Le Chant des Africains appartient
à jamais à l'Histoire du peuple Pied-Noir. Il est
un legs inaliénable que nous ont laissé nos anciens.
Alors, vous les politiques, et vous les journalistes, et vous
les intellos, laissez cet hymne aux Français d'Algérie,
aux Dupont et aux Durand, aux Sanchez et aux Martinez, aux Cohen
et aux Soussan.
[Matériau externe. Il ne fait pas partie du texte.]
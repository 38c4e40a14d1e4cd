//! Type descriptor definitions.
//!
//! This module contains the immutable data structures describing Java types
//! and their members, as produced by the type library parser.

use std::fmt;

/// Java primitive types, including `void`.
#[derive(Debug, Clone, Copy, PartialEq, Eq, Hash)]
pub enum PrimitiveType {
    /// `boolean`.
    Boolean,
    /// Signed 8-bit integer.
    Byte,
    /// Signed 16-bit integer.
    Short,
    /// UTF-16 code unit.
    Char,
    /// Signed 32-bit integer.
    Int,
    /// Signed 64-bit integer.
    Long,
    /// 32-bit floating point.
    Float,
    /// 64-bit floating point.
    Double,
    /// Absence of a value (return types only).
    Void,
}

impl PrimitiveType {
    /// All primitive types in keyword order.
    pub const ALL: [Self; 9] = [
        Self::Boolean,
        Self::Byte,
        Self::Short,
        Self::Char,
        Self::Int,
        Self::Long,
        Self::Float,
        Self::Double,
        Self::Void,
    ];

    /// Returns the Java keyword for this type.
    #[must_use]
    pub const fn keyword(&self) -> &'static str {
        match self {
            Self::Boolean => "boolean",
            Self::Byte => "byte",
            Self::Short => "short",
            Self::Char => "char",
            Self::Int => "int",
            Self::Long => "long",
            Self::Float => "float",
            Self::Double => "double",
            Self::Void => "void",
        }
    }

    /// Parses a primitive type from its Java keyword.
    #[must_use]
    pub fn from_keyword(s: &str) -> Option<Self> {
        Self::ALL.into_iter().find(|p| p.keyword() == s)
    }

    /// Returns true for the numeric primitives (everything but `boolean` and `void`).
    #[must_use]
    pub const fn is_numeric(&self) -> bool {
        !matches!(self, Self::Boolean | Self::Void)
    }
}

impl fmt::Display for PrimitiveType {
    fn fmt(&self, f: &mut fmt::Formatter<'_>) -> fmt::Result {
        f.write_str(self.keyword())
    }
}

/// A reference to a Java type as it appears in a signature.
#[derive(Debug, Clone, PartialEq, Eq, Hash)]
pub enum JavaType {
    /// Primitive type or `void`.
    Primitive(PrimitiveType),
    /// Class or interface, by binary name (`java.util.Map$Entry`).
    Reference(String),
    /// Array of the element type.
    Array(Box<JavaType>),
}

impl JavaType {
    /// Parses a type name: a primitive keyword, a binary class name, or either
    /// followed by one or more `[]` suffixes.
    ///
    /// Returns `None` for an empty name.
    #[must_use]
    pub fn parse(name: &str) -> Option<Self> {
        let name = name.trim();
        if let Some(element) = name.strip_suffix("[]") {
            return Self::parse(element).map(|e| Self::Array(Box::new(e)));
        }
        if name.is_empty() {
            return None;
        }
        Some(
            PrimitiveType::from_keyword(name)
                .map_or_else(|| Self::Reference(name.to_string()), Self::Primitive),
        )
    }

    /// Shorthand for a reference type.
    #[must_use]
    pub fn reference(binary_name: impl Into<String>) -> Self {
        Self::Reference(binary_name.into())
    }

    /// Returns the canonical source-level name (`java.util.Map.Entry[]`).
    #[must_use]
    pub fn canonical_name(&self) -> String {
        match self {
            Self::Primitive(p) => p.keyword().to_string(),
            Self::Reference(name) => name.replace('$', "."),
            Self::Array(element) => format!("{}[]", element.canonical_name()),
        }
    }

    /// Returns the binary name used in the type library (`java.util.Map$Entry[]`).
    #[must_use]
    pub fn binary_name(&self) -> String {
        match self {
            Self::Primitive(p) => p.keyword().to_string(),
            Self::Reference(name) => name.clone(),
            Self::Array(element) => format!("{}[]", element.binary_name()),
        }
    }

    /// Returns true if this is `void`.
    #[must_use]
    pub fn is_void(&self) -> bool {
        matches!(self, Self::Primitive(PrimitiveType::Void))
    }

    /// Returns true if this is an array type.
    #[must_use]
    pub const fn is_array(&self) -> bool {
        matches!(self, Self::Array(_))
    }
}

impl fmt::Display for JavaType {
    fn fmt(&self, f: &mut fmt::Formatter<'_>) -> fmt::Result {
        f.write_str(&self.canonical_name())
    }
}

/// Kind of a described type.
#[derive(Debug, Clone, Copy, PartialEq, Eq, Hash, Default)]
pub enum TypeKind {
    /// Interface (implemented with `implements`).
    #[default]
    Interface,
    /// Class (implemented with `extends`).
    Class,
    /// Primitive type; never a valid generation target.
    Primitive,
    /// Array type; never a valid generation target.
    Array,
}

impl TypeKind {
    /// Parses a type kind from the library `kind` attribute.
    #[must_use]
    pub fn parse(s: &str) -> Option<Self> {
        match s.to_lowercase().as_str() {
            "interface" => Some(Self::Interface),
            "class" | "abstract-class" => Some(Self::Class),
            _ => None,
        }
    }
}

/// Method parameter.
#[derive(Debug, Clone, PartialEq, Eq)]
pub struct Parameter {
    /// Parameter name.
    pub name: String,
    /// Parameter type.
    pub ty: JavaType,
}

impl Parameter {
    /// Creates a new parameter.
    #[must_use]
    pub fn new(name: impl Into<String>, ty: JavaType) -> Self {
        Self {
            name: name.into(),
            ty,
        }
    }

    /// Returns the name reflection reports for an unnamed parameter at `index`.
    #[must_use]
    pub fn default_name(index: usize) -> String {
        format!("arg{index}")
    }
}

/// Identity of a member: its name plus parameter types.
#[derive(Debug, Clone, PartialEq, Eq, Hash, PartialOrd, Ord)]
pub struct MemberKey {
    /// Member name.
    pub name: String,
    /// Binary names of the parameter types, in order.
    pub parameter_types: Vec<String>,
}

impl fmt::Display for MemberKey {
    fn fmt(&self, f: &mut fmt::Formatter<'_>) -> fmt::Result {
        write!(f, "{}({})", self.name, self.parameter_types.join(", "))
    }
}

/// One publicly exposed member of a type.
#[derive(Debug, Clone, PartialEq, Eq)]
pub struct MemberSignature {
    /// Member name.
    pub name: String,
    /// Return type.
    pub return_type: JavaType,
    /// Parameters in declaration order.
    pub parameters: Vec<Parameter>,
    /// Checked exception types in declaration order.
    pub exceptions: Vec<JavaType>,
    /// Annotation texts, rendered verbatim above the member.
    pub annotations: Vec<String>,
    /// Whether the member is `static`.
    pub is_static: bool,
    /// Whether the member is `final`.
    pub is_final: bool,
}

impl MemberSignature {
    /// Creates a new member with no parameters, exceptions, or annotations.
    #[must_use]
    pub fn new(name: impl Into<String>, return_type: JavaType) -> Self {
        Self {
            name: name.into(),
            return_type,
            parameters: Vec::new(),
            exceptions: Vec::new(),
            annotations: Vec::new(),
            is_static: false,
            is_final: false,
        }
    }

    /// Adds a parameter.
    #[must_use]
    pub fn with_parameter(mut self, name: impl Into<String>, ty: JavaType) -> Self {
        self.parameters.push(Parameter::new(name, ty));
        self
    }

    /// Adds a checked exception.
    #[must_use]
    pub fn with_exception(mut self, ty: JavaType) -> Self {
        self.exceptions.push(ty);
        self
    }

    /// Adds an annotation text.
    #[must_use]
    pub fn with_annotation(mut self, text: impl Into<String>) -> Self {
        self.annotations.push(text.into());
        self
    }

    /// Returns the identity of this member.
    #[must_use]
    pub fn key(&self) -> MemberKey {
        MemberKey {
            name: self.name.clone(),
            parameter_types: self.parameters.iter().map(|p| p.ty.binary_name()).collect(),
        }
    }

    /// Returns true if an implementing class can override this member.
    #[must_use]
    pub const fn is_implementable(&self) -> bool {
        !self.is_static && !self.is_final
    }
}

/// Description of a Java type.
#[derive(Debug, Clone, PartialEq, Eq)]
pub struct TypeDescriptor {
    /// Binary qualified name (`com.example.Outer$Inner`).
    pub qualified_name: String,
    /// Simple name (`Inner`).
    pub simple_name: String,
    /// Package name; empty for the default package.
    pub package: String,
    /// Type kind.
    pub kind: TypeKind,
    /// Whether the type is `final`.
    pub is_final: bool,
    /// Direct supertypes (binary names), in declaration order.
    pub supertypes: Vec<String>,
    /// Declared public members, in declaration order.
    pub members: Vec<MemberSignature>,
}

impl TypeDescriptor {
    /// Creates a descriptor for a declared type, splitting the binary name
    /// into package and simple name.
    #[must_use]
    pub fn new(qualified_name: impl Into<String>, kind: TypeKind) -> Self {
        let qualified_name = qualified_name.into();
        let (package, simple_name) = split_binary_name(&qualified_name);
        Self {
            package,
            simple_name,
            qualified_name,
            kind,
            is_final: false,
            supertypes: Vec::new(),
            members: Vec::new(),
        }
    }

    /// Creates the descriptor reported for a primitive type.
    #[must_use]
    pub fn primitive(prim: PrimitiveType) -> Self {
        Self::new(prim.keyword(), TypeKind::Primitive)
    }

    /// Creates the descriptor reported for an array type.
    #[must_use]
    pub fn array(element: &JavaType) -> Self {
        let name = format!("{}[]", element.binary_name());
        let mut descriptor = Self::new(name.clone(), TypeKind::Array);
        descriptor.package = String::new();
        descriptor.simple_name = JavaType::Array(Box::new(element.clone()))
            .canonical_name()
            .rsplit('.')
            .next()
            .unwrap_or(&name)
            .to_string();
        descriptor
    }

    /// Adds a direct supertype.
    #[must_use]
    pub fn with_supertype(mut self, binary_name: impl Into<String>) -> Self {
        self.supertypes.push(binary_name.into());
        self
    }

    /// Adds a declared member.
    #[must_use]
    pub fn with_member(mut self, member: MemberSignature) -> Self {
        self.members.push(member);
        self
    }

    /// Returns true if the type is an interface.
    #[must_use]
    pub const fn is_interface(&self) -> bool {
        matches!(self.kind, TypeKind::Interface)
    }

    /// Returns true if the type is primitive.
    #[must_use]
    pub const fn is_primitive(&self) -> bool {
        matches!(self.kind, TypeKind::Primitive)
    }

    /// Returns true if the type is an array.
    #[must_use]
    pub const fn is_array(&self) -> bool {
        matches!(self.kind, TypeKind::Array)
    }

    /// Returns true if the type is nested inside another type.
    #[must_use]
    pub fn is_nested(&self) -> bool {
        self.qualified_name.contains('$')
    }

    /// Returns the canonical name (`com.example.Outer.Inner`).
    #[must_use]
    pub fn canonical_name(&self) -> String {
        self.qualified_name.replace('$', ".")
    }

    /// Returns the package as path segments; empty for the default package.
    #[must_use]
    pub fn package_segments(&self) -> Vec<&str> {
        if self.package.is_empty() {
            Vec::new()
        } else {
            self.package.split('.').collect()
        }
    }
}

/// Splits a binary name into `(package, simple name)`.
fn split_binary_name(name: &str) -> (String, String) {
    let (package, class_part) = match name.rfind('.') {
        Some(idx) => (&name[..idx], &name[idx + 1..]),
        None => ("", name),
    };
    let simple = class_part.rsplit('$').next().unwrap_or(class_part);
    (package.to_string(), simple.to_string())
}
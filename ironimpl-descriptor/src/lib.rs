//! # IronImpl Descriptor
//!
//! Java type descriptors and the type library that supplies them.
//!
//! This crate provides:
//! - Immutable descriptors for types, members and parameters
//! - XML type library parsing
//! - Library validation
//! - Resolution of qualified names, including primitives and arrays

pub mod error;
pub mod library;
pub mod parser;
pub mod types;
pub mod validation;

pub use error::{LibraryError, ParseError};
pub use library::TypeLibrary;
pub use parser::{parse_library, parse_library_file};
pub use types::{
    JavaType, MemberKey, MemberSignature, Parameter, PrimitiveType, TypeDescriptor, TypeKind,
};
pub use validation::validate_library;
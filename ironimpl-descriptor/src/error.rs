//! Error types for type library parsing, validation, and resolution.

use thiserror::Error;

/// Error type for type library parsing operations.
#[derive(Debug, Error)]
pub enum ParseError {
    /// XML parsing error.
    #[error("XML parsing error: {0}")]
    Xml(#[from] quick_xml::Error),

    /// Malformed XML escape sequence in an attribute value.
    #[error("XML escape error: {0}")]
    Escape(#[from] quick_xml::escape::EscapeError),

    /// Missing required attribute.
    #[error("missing required attribute '{attribute}' on element '{element}'")]
    MissingAttribute {
        /// Element name.
        element: String,
        /// Attribute name.
        attribute: String,
    },

    /// Invalid attribute value.
    #[error("invalid value '{value}' for attribute '{attribute}' on element '{element}'")]
    InvalidAttribute {
        /// Element name.
        element: String,
        /// Attribute name.
        attribute: String,
        /// Invalid value.
        value: String,
    },

    /// Duplicate definition.
    #[error("duplicate {kind} definition: '{name}'")]
    DuplicateDefinition {
        /// Kind of definition (type, member).
        kind: String,
        /// Name of the duplicate.
        name: String,
    },

    /// Invalid library structure.
    #[error("invalid type library structure: {message}")]
    InvalidStructure {
        /// Error message.
        message: String,
    },

    /// IO error.
    #[error("IO error: {0}")]
    Io(#[from] std::io::Error),

    /// UTF-8 decoding error.
    #[error("UTF-8 error: {0}")]
    Utf8(#[from] std::str::Utf8Error),
}

/// Error type for type library validation and lookup.
#[derive(Debug, Error)]
pub enum LibraryError {
    /// Parsing error.
    #[error("parse error: {0}")]
    Parse(#[from] ParseError),

    /// Named type is not declared in the library.
    #[error("type '{name}' not found")]
    TypeNotFound {
        /// Qualified name that failed to resolve.
        name: String,
    },

    /// Circular supertype chain.
    #[error("circular supertype reference detected: {path}")]
    CircularReference {
        /// Path of the circular reference.
        path: String,
    },

    /// Validation error.
    #[error("validation error: {message}")]
    Validation {
        /// Error message.
        message: String,
    },
}

impl ParseError {
    /// Creates a missing attribute error.
    pub fn missing_attr(element: impl Into<String>, attribute: impl Into<String>) -> Self {
        Self::MissingAttribute {
            element: element.into(),
            attribute: attribute.into(),
        }
    }

    /// Creates an invalid attribute error.
    pub fn invalid_attr(
        element: impl Into<String>,
        attribute: impl Into<String>,
        value: impl Into<String>,
    ) -> Self {
        Self::InvalidAttribute {
            element: element.into(),
            attribute: attribute.into(),
            value: value.into(),
        }
    }

    /// Creates a duplicate definition error.
    pub fn duplicate(kind: impl Into<String>, name: impl Into<String>) -> Self {
        Self::DuplicateDefinition {
            kind: kind.into(),
            name: name.into(),
        }
    }
}

impl LibraryError {
    /// Creates a type-not-found error.
    pub fn not_found(name: impl Into<String>) -> Self {
        Self::TypeNotFound { name: name.into() }
    }

    /// Creates a validation error with the given message.
    pub fn validation(message: impl Into<String>) -> Self {
        Self::Validation {
            message: message.into(),
        }
    }
}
Ils sont assez généreux pour le
partager avec leurs frères harkis, comme avec les Mohamed,
les Larbi et les Kaddour qui ont combattu à leurs côtés...
Mais, de grâce, n'y touchez pas vous-mêmes... pas plus que
nous, nous ne toucherons aux raps et autres hip hop, avec leurs
« nique ta mère » et « nique la France
», paroles que nous aurons l'élégance de croire,
au nom de la sacro-sainte liberté d'expression, ni «
fétides », ni d'une « inexcusable vulgarité
».
Toute main mise de votre part sur ce qui
est notre légitime patrimoine, quelles qu'en soient les
motivations, ne serait alors qu'une honteuse captation d'héritage.